Where the records below have a line with "concurrently", that line is to be copied.

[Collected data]
-----

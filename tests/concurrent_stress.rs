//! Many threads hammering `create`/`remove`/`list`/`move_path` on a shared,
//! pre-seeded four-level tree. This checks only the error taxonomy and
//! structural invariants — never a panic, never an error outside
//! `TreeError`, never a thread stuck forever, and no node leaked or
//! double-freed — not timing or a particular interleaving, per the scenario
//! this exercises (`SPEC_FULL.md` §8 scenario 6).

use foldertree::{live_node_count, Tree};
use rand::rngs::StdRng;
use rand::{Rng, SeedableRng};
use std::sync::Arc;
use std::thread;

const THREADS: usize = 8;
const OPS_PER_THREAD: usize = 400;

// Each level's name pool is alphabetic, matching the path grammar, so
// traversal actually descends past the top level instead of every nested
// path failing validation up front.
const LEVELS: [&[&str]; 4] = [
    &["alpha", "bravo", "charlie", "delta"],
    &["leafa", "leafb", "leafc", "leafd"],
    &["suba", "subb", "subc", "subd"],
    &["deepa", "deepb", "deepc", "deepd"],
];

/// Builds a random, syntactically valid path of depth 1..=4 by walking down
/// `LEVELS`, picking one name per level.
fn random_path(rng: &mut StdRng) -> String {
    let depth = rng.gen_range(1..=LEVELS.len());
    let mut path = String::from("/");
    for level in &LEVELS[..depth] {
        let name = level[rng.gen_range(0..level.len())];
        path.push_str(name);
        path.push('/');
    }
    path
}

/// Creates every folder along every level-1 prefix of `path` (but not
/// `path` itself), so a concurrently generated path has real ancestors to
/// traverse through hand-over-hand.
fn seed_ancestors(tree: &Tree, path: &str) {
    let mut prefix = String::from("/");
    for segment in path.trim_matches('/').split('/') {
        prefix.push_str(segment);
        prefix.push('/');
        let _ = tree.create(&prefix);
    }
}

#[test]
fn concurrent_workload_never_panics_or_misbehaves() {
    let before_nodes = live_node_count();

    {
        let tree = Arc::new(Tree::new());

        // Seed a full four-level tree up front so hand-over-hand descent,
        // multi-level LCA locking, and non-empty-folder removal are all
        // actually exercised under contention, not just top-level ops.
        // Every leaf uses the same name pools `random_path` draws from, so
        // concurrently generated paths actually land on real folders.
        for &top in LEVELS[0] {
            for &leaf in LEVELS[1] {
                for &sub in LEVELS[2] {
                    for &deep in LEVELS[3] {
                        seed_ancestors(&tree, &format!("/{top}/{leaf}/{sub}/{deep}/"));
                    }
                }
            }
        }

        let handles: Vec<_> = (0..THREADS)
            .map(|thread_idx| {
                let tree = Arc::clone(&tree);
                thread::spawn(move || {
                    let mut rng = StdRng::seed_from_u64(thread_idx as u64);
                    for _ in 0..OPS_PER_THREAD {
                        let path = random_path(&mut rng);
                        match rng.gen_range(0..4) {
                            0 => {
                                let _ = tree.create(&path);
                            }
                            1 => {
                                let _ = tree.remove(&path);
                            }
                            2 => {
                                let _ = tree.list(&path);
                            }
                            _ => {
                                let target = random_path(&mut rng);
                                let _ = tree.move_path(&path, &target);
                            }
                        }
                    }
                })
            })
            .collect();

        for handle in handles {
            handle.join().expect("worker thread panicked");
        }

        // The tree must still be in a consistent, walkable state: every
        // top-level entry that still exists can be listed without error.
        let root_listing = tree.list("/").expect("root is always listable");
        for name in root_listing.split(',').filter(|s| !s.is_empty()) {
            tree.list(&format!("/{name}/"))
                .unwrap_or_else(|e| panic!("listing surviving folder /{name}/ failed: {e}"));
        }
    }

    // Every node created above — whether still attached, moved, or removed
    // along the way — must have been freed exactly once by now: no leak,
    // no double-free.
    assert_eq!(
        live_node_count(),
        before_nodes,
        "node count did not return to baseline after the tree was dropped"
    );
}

-----

■ **Task answer**
/// `path` itself), so a concurrently generated path has real ancestors to
        // concurrently generated paths actually land on real folders.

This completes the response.